(Collected data)

______

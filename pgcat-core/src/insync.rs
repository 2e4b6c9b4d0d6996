//! Process-local cache of relations marked in-sync.
//!
//! The cache is a pure membership hint. It has no expiry of its own: an
//! entry lives until a relcache invalidation for its relation arrives, and a
//! wildcard invalidation throws the whole store away. The store is rebuilt
//! lazily by the next lookup, but the invalidation callback is registered
//! only once per registry for the lifetime of the cache, no matter how often
//! the store is recreated.
//!
//! A cache consulted through a registry it has not seen before cannot know
//! what that registry delivered earlier, so binding to a new registry starts
//! from an empty store.

use std::cell::{Cell, RefCell};
use std::collections::HashSet;
use std::rc::Rc;

use crate::catalog::{
    Invalidation, InvalidationRegistry, LockMode, QualifiedName, RegistryId, RelationId,
    RelationResolver,
};
use crate::error::{Error, Result};

/// Capacity hint for a freshly created store. Growth is unbounded.
pub const INITIAL_CAPACITY: usize = 128;

type RelationSet = HashSet<RelationId>;

#[derive(Debug, Default)]
pub struct InSyncCache {
    store: Rc<RefCell<Option<RelationSet>>>,
    registered_with: RefCell<Vec<RegistryId>>,
    current_registry: Cell<Option<RegistryId>>,
}

impl InSyncCache {
    pub fn new() -> Self {
        Self::default()
    }

    /// Creates the store if it does not exist. The first use of each
    /// registry also registers the invalidation callback with it.
    pub fn ensure_initialized(&self, registry: &dyn InvalidationRegistry) {
        let id = registry.registry_id();
        if self.current_registry.get() != Some(id) {
            self.bind(registry, id);
        }
        if self.store.borrow().is_some() {
            return;
        }
        *self.store.borrow_mut() = Some(RelationSet::with_capacity(INITIAL_CAPACITY));
        tracing::debug!("created in-sync relation cache");
    }

    fn bind(&self, registry: &dyn InvalidationRegistry, id: RegistryId) {
        let first_visit = !self.registered_with.borrow().contains(&id);
        if first_visit {
            // Nothing this registry delivered before now has reached the store.
            invalidate_store(&self.store, Invalidation::All);

            let store = Rc::downgrade(&self.store);
            registry.register_relcache_callback(Box::new(move |invalidation: Invalidation| {
                if let Some(store) = store.upgrade() {
                    invalidate_store(&store, invalidation);
                }
            }));
            self.registered_with.borrow_mut().push(id);
            tracing::info!(
                "registered relcache invalidation callback with registry {} for in-sync cache",
                id
            );
        }
        self.current_registry.set(Some(id));
    }

    /// Resolves `schema.relation` under an AccessShare lock and reports
    /// whether the relation is marked in-sync.
    ///
    /// The lock is left to the caller's transaction. A name that does not
    /// resolve is an error; a store discarded by an invalidation delivered
    /// during resolution simply reports "not in-sync".
    pub fn lookup_and_check(
        &self,
        resolver: &dyn RelationResolver,
        schema: &str,
        relation: &str,
    ) -> Result<bool> {
        let name = QualifiedName::new(schema, relation);
        let relid = resolver
            .resolve(&name, LockMode::AccessShare, true)?
            .filter(|relid| relid.is_valid())
            .ok_or_else(|| Error::RelationNotFound {
                schema: schema.to_string(),
                relation: relation.to_string(),
            })?;
        Ok(self.contains(relid))
    }

    pub fn contains(&self, relid: RelationId) -> bool {
        self.store
            .borrow()
            .as_ref()
            .is_some_and(|relations| relations.contains(&relid))
    }

    /// Marks `relid` in-sync. Silently dropped while no store exists.
    pub fn mark_in_sync(&self, relid: RelationId) {
        match self.store.borrow_mut().as_mut() {
            Some(relations) => {
                relations.insert(relid);
            }
            None => tracing::trace!("in-sync cache not initialized, dropping mark for {}", relid),
        }
    }

    pub fn invalidate(&self, invalidation: Invalidation) {
        invalidate_store(&self.store, invalidation);
    }

    pub fn is_initialized(&self) -> bool {
        self.store.borrow().is_some()
    }

    pub fn len(&self) -> usize {
        self.store.borrow().as_ref().map_or(0, RelationSet::len)
    }

    pub fn is_empty(&self) -> bool {
        self.len() == 0
    }
}

// Runs at invalidation safe points; must not fail and must tolerate a missing store.
fn invalidate_store(store: &RefCell<Option<RelationSet>>, invalidation: Invalidation) {
    let mut store = store.borrow_mut();
    match invalidation {
        Invalidation::Relation(relid) => {
            if let Some(relations) = store.as_mut() {
                relations.remove(&relid);
            }
        }
        Invalidation::All => {
            if store.take().is_some() {
                tracing::debug!("discarded in-sync relation cache");
            }
        }
    }
}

______

WHAT IS EXPECTED.
Every line with "tracing" in it should be copied from the entries.

WRITTEN RESPONSE.
        tracing::debug!("created in-sync relation cache");
            tracing::info!(
            None => tracing::trace!("in-sync cache not initialized, dropping mark for {}", relid),
                tracing::debug!("discarded in-sync relation cache");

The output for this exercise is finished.